The theme of Astor Place Vintage is familiar — vintage clothes, an old apartment and mysterious experiences provide a marvelous link to the past. It’s as if The Secret Lives of Dresses melded with Her Fearful Symmetry and The Secret Keeper. Alternating chapters, from 2007 and 1907, make for engaging reading. The issues faced by women who choose to be on their own, but a century apart, are similar and yet not.

Astor Place Vintage

This is a multi-generational tale about women; however, it is clearly not chic lit. Author Stephanie Lehmann has invested serious time and effort researching very early 1900s New York City. The restaurants, stores, street names and events portrayed (such as the Triangle Shirtwaist Factory Fire) are real. Numerous excellently-reproduced photographs allow the reader to have a glimpse into the working world of women of that era. Department stores and garment factories were their primary employers.

In 2007, Astor Place Vintage shop owner, Amanda Rosenbloom, who is nearing 40, wishes she could convince her lover of many years, Jeff, to leave his wife. Jeff has been subsidizing the shop and the apartment upstairs; in other words, Amanda is a kept woman. Her livelihood is in peril when she receives a notice to vacate the store. Relocating is unrealistic as shop rents have become astronomical.

In 1907 upper middle class 20-year-old Olive Westcott moves to NYC with her widower father who manages a Woolworth’s store. She yearns to be on her own. Be careful what you wish for! Olive’s life takes a sharp turn and the tale begins in earnest.

A very elderly woman, Jane Kelly, who is 98, is the living link between the clothes worn by Olive and Amanda’s shop. Although the book is a novel, the lives of the characters naturally lead to intrigue and prompt the reader to speculate how the story lines will converge.

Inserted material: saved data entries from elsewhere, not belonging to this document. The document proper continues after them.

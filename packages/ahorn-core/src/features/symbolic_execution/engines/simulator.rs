//! Simulator
//!
//! Concrete replay of a test case on one program version: reads the
//! per-cycle inputs, interprets the CFG with a plain value
//! environment, and records the visited labels and the output
//! valuations of every cycle. The shadow engine uses replays to
//! detect change-traversing test cases and to compare the outputs of
//! the old and new version.

use std::collections::BTreeMap;

use rustc_hash::FxHashMap;
use tracing::trace;

use crate::config::ShadowProcessingMode;
use crate::errors::{AhornError, Result};
use crate::features::flow_graph::{Cfg, CfgRef, Label, VertexKind};
use crate::features::smt::{SmtContext, Value};
use crate::shared::models::{
    BinaryOperator, Expression, Instruction, Section, UnaryOperator,
};

use super::super::test_case::TestCase;

/// Steps one cycle may take before the replay is aborted; protects
/// against unbounded loops, which the engine does not claim to handle
const STEP_BUDGET_PER_CYCLE: usize = 100_000;

#[derive(Debug, Clone, Default)]
pub struct SimulationResult {
    pub execution_history: BTreeMap<u32, Vec<Label>>,
    pub outputs: BTreeMap<u32, BTreeMap<String, Value>>,
}

pub struct Simulator {
    mode: ShadowProcessingMode,
}

impl Simulator {
    pub fn new(mode: ShadowProcessingMode) -> Self {
        Self { mode }
    }

    pub fn run(
        &self,
        smt: &mut SmtContext,
        cfg: &CfgRef,
        test_case: &TestCase,
    ) -> Result<SimulationResult> {
        let scope = cfg.name().to_string();
        let mut env: FxHashMap<String, Value> = FxHashMap::default();
        for variable in cfg.flattened_interface() {
            let flattened = format!("{}.{}", scope, variable.path);
            let value = match &variable.initialization {
                Some(constant) => smt.constant_value(constant),
                None => smt.default_value(&variable.data_type),
            };
            env.insert(flattened, value);
        }
        for (flattened, value) in &test_case.initialization {
            env.insert(flattened.clone(), *value);
        }

        let mut result = SimulationResult::default();
        for cycle in 0..=test_case.last_cycle() {
            if let Some(inputs) = test_case.inputs.get(&cycle) {
                for (flattened, value) in inputs {
                    env.insert(flattened.clone(), *value);
                }
            }
            let visited = result.execution_history.entry(cycle).or_default();
            self.run_cycle(smt, cfg, &scope, &mut env, visited)?;

            let outputs = result.outputs.entry(cycle).or_default();
            for variable in cfg.flattened_interface() {
                if variable.section == Section::Output && variable.top_level {
                    let flattened = format!("{}.{}", scope, variable.path);
                    if let Some(value) = env.get(&flattened) {
                        outputs.insert(flattened, *value);
                    }
                }
            }
            trace!(cycle, "simulated cycle");
        }
        Ok(result)
    }

    fn run_cycle(
        &self,
        smt: &mut SmtContext,
        program: &CfgRef,
        program_scope: &str,
        env: &mut FxHashMap<String, Value>,
        visited: &mut Vec<Label>,
    ) -> Result<()> {
        // frames of (cfg, scope, return label)
        let mut frames: Vec<(CfgRef, String, Label)> = Vec::new();
        let mut cfg = program.clone();
        let mut frame_scope = program_scope.to_string();
        let mut label = cfg.entry_label();
        let mut steps = 0usize;

        loop {
            steps += 1;
            if steps > STEP_BUDGET_PER_CYCLE {
                return Err(AhornError::unsupported(
                    "simulation exceeded the per-cycle step budget; unbounded loop?",
                ));
            }
            let vertex = cfg.vertex(label)?;
            match vertex.kind() {
                VertexKind::Entry => {
                    label = cfg.succeeding_labels(label)[0];
                }
                VertexKind::Exit => {
                    match frames.pop() {
                        Some((caller, caller_scope, return_label)) => {
                            cfg = caller;
                            frame_scope = caller_scope;
                            label = return_label;
                        }
                        None => return Ok(()), // program exit, cycle done
                    }
                }
                VertexKind::Regular => {
                    visited.push(label);
                    let instruction = vertex.instruction().cloned().ok_or_else(|| {
                        AhornError::ir_malformed("regular vertex without instruction")
                    })?;
                    match instruction {
                        Instruction::Assignment {
                            variable,
                            expression,
                        } => {
                            let value =
                                self.eval(smt, &cfg, &frame_scope, env, &expression)?;
                            env.insert(format!("{}.{}", frame_scope, variable.path()), value);
                            label = cfg.intraprocedural_edge(label)?.target;
                        }
                        Instruction::Havoc { variable } => {
                            let data_type = cfg
                                .flattened_variable(&variable.path())
                                .map(|v| v.data_type.clone())
                                .ok_or_else(|| {
                                    AhornError::ir_malformed("havoc of undeclared variable")
                                })?;
                            let value = smt.random_value(&data_type);
                            env.insert(format!("{}.{}", frame_scope, variable.path()), value);
                            label = cfg.intraprocedural_edge(label)?.target;
                        }
                        Instruction::Sequence(instructions) => {
                            for instruction in &instructions {
                                if let Instruction::Assignment {
                                    variable,
                                    expression,
                                } = instruction
                                {
                                    let value =
                                        self.eval(smt, &cfg, &frame_scope, env, expression)?;
                                    env.insert(
                                        format!("{}.{}", frame_scope, variable.path()),
                                        value,
                                    );
                                }
                            }
                            label = cfg.intraprocedural_edge(label)?.target;
                        }
                        Instruction::If { condition, .. }
                        | Instruction::While { condition, .. } => {
                            let value = self.eval(smt, &cfg, &frame_scope, env, &condition)?;
                            let taken = value.as_bool().ok_or_else(|| {
                                AhornError::ir_malformed("branch condition is not boolean")
                            })?;
                            label = if taken {
                                cfg.true_edge(label)?.target
                            } else {
                                cfg.false_edge(label)?.target
                            };
                        }
                        Instruction::Call { callee, .. } => {
                            let return_label = cfg.call_to_return_edge(label)?.target;
                            let callee_cfg = cfg.callee(label)?;
                            let callee_scope =
                                format!("{}.{}", frame_scope, callee.path());
                            frames.push((cfg.clone(), frame_scope.clone(), return_label));
                            label = callee_cfg.entry_label();
                            cfg = callee_cfg;
                            frame_scope = callee_scope;
                        }
                        Instruction::Goto(_) => {
                            label = cfg.intraprocedural_edge(label)?.target;
                        }
                    }
                }
            }
        }
    }

    fn eval(
        &self,
        smt: &mut SmtContext,
        cfg: &Cfg,
        scope: &str,
        env: &FxHashMap<String, Value>,
        expression: &Expression,
    ) -> Result<Value> {
        let _ = cfg;
        match expression {
            Expression::BooleanConstant(value) => Ok(Value::Bool(*value)),
            Expression::IntegerConstant(value) | Expression::TimeConstant(value) => {
                Ok(Value::Int(*value))
            }
            Expression::EnumeratedValue { ordinal, .. } => Ok(Value::Int(*ordinal)),
            Expression::Undefined => Err(AhornError::unsupported("undefined expression")),
            Expression::Nondeterministic => Ok(smt.random_value(
                &crate::shared::models::DataType::Int,
            )),
            Expression::Access(reference) => {
                let flattened = format!("{}.{}", scope, reference.path());
                env.get(&flattened).copied().ok_or_else(|| {
                    AhornError::ir_malformed(format!("no valuation for {}", flattened))
                })
            }
            Expression::Unary { operator, operand } => {
                let operand = self.eval(smt, cfg, scope, env, operand)?;
                match (operator, operand) {
                    (UnaryOperator::Not, Value::Bool(value)) => Ok(Value::Bool(!value)),
                    (UnaryOperator::Negate, Value::Int(value)) => {
                        Ok(Value::Int(value.wrapping_neg()))
                    }
                    _ => Err(AhornError::ir_malformed("ill-typed unary expression")),
                }
            }
            Expression::Binary {
                operator,
                left,
                right,
            } => {
                let left = self.eval(smt, cfg, scope, env, left)?;
                let right = self.eval(smt, cfg, scope, env, right)?;
                binary(*operator, left, right)
            }
            Expression::BooleanToInteger(operand) => {
                match self.eval(smt, cfg, scope, env, operand)? {
                    Value::Bool(value) => Ok(Value::Int(i32::from(value))),
                    _ => Err(AhornError::ir_malformed("ill-typed cast")),
                }
            }
            Expression::IntegerToBoolean(operand) => {
                match self.eval(smt, cfg, scope, env, operand)? {
                    Value::Int(value) => Ok(Value::Bool(value != 0)),
                    _ => Err(AhornError::ir_malformed("ill-typed cast")),
                }
            }
            Expression::Change { old, new } => match self.mode {
                ShadowProcessingMode::Old => self.eval(smt, cfg, scope, env, old),
                ShadowProcessingMode::New => self.eval(smt, cfg, scope, env, new),
                ShadowProcessingMode::Both => Err(AhornError::unsupported(
                    "the simulator replays one version at a time",
                )),
            },
            Expression::Phi { .. } => Err(AhornError::unsupported(
                "phi expressions only occur in SSA-form CFGs",
            )),
        }
    }
}

fn binary(operator: BinaryOperator, left: Value, right: Value) -> Result<Value> {
    use Value::{Bool, Int};
    Ok(match (operator, left, right) {
        (BinaryOperator::Add, Int(a), Int(b)) => Int(a.wrapping_add(b)),
        (BinaryOperator::Subtract, Int(a), Int(b)) => Int(a.wrapping_sub(b)),
        (BinaryOperator::Multiply, Int(a), Int(b)) => Int(a.wrapping_mul(b)),
        (BinaryOperator::Divide, Int(a), Int(b)) => {
            if b == 0 {
                return Err(AhornError::arithmetic("division by zero"));
            }
            Int(a.wrapping_div(b))
        }
        (BinaryOperator::Modulo, Int(a), Int(b)) => {
            if b == 0 {
                return Err(AhornError::arithmetic("modulo by zero"));
            }
            Int(a.wrapping_rem(b))
        }
        (BinaryOperator::And, Bool(a), Bool(b)) => Bool(a && b),
        (BinaryOperator::Or, Bool(a), Bool(b)) => Bool(a || b),
        (BinaryOperator::Xor, Bool(a), Bool(b)) => Bool(a ^ b),
        (BinaryOperator::Equal, a, b) => Bool(a == b),
        (BinaryOperator::NotEqual, a, b) => Bool(a != b),
        (BinaryOperator::LessThan, Int(a), Int(b)) => Bool(a < b),
        (BinaryOperator::LessThanOrEqual, Int(a), Int(b)) => Bool(a <= b),
        (BinaryOperator::GreaterThan, Int(a), Int(b)) => Bool(a > b),
        (BinaryOperator::GreaterThanOrEqual, Int(a), Int(b)) => Bool(a >= b),
        _ => return Err(AhornError::ir_malformed("ill-typed binary expression")),
    })
}
//! Value-set pre-pass
//!
//! Top-down interprocedural forward analysis over an interval domain.
//! The only output the engines consume is the list of unreachable
//! labels and unreachable branches, which seed the explorer's
//! coverage map.

mod analyzer;
mod interval;

pub use analyzer::{Analyzer, ValueSetResult};
pub use interval::AbstractInterval;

This is Stephanie Lehmann’s fifth novel, and while it is the first of hers that this reviewer has read, it won’t be the only one. Ms. Lehmann’s smooth writing style, excellent dialogue and meticulous research efforts prove to be an unbeatable combination.

Highly recommended.

Ruta Arellano

A review copy was provided by the publisher. “Insightful, charming and wholly entertaining.” Khaled Hosseini, author of The Kite Runner.

Astor Place Vintage will be released on Tuesday, June 11, 2013.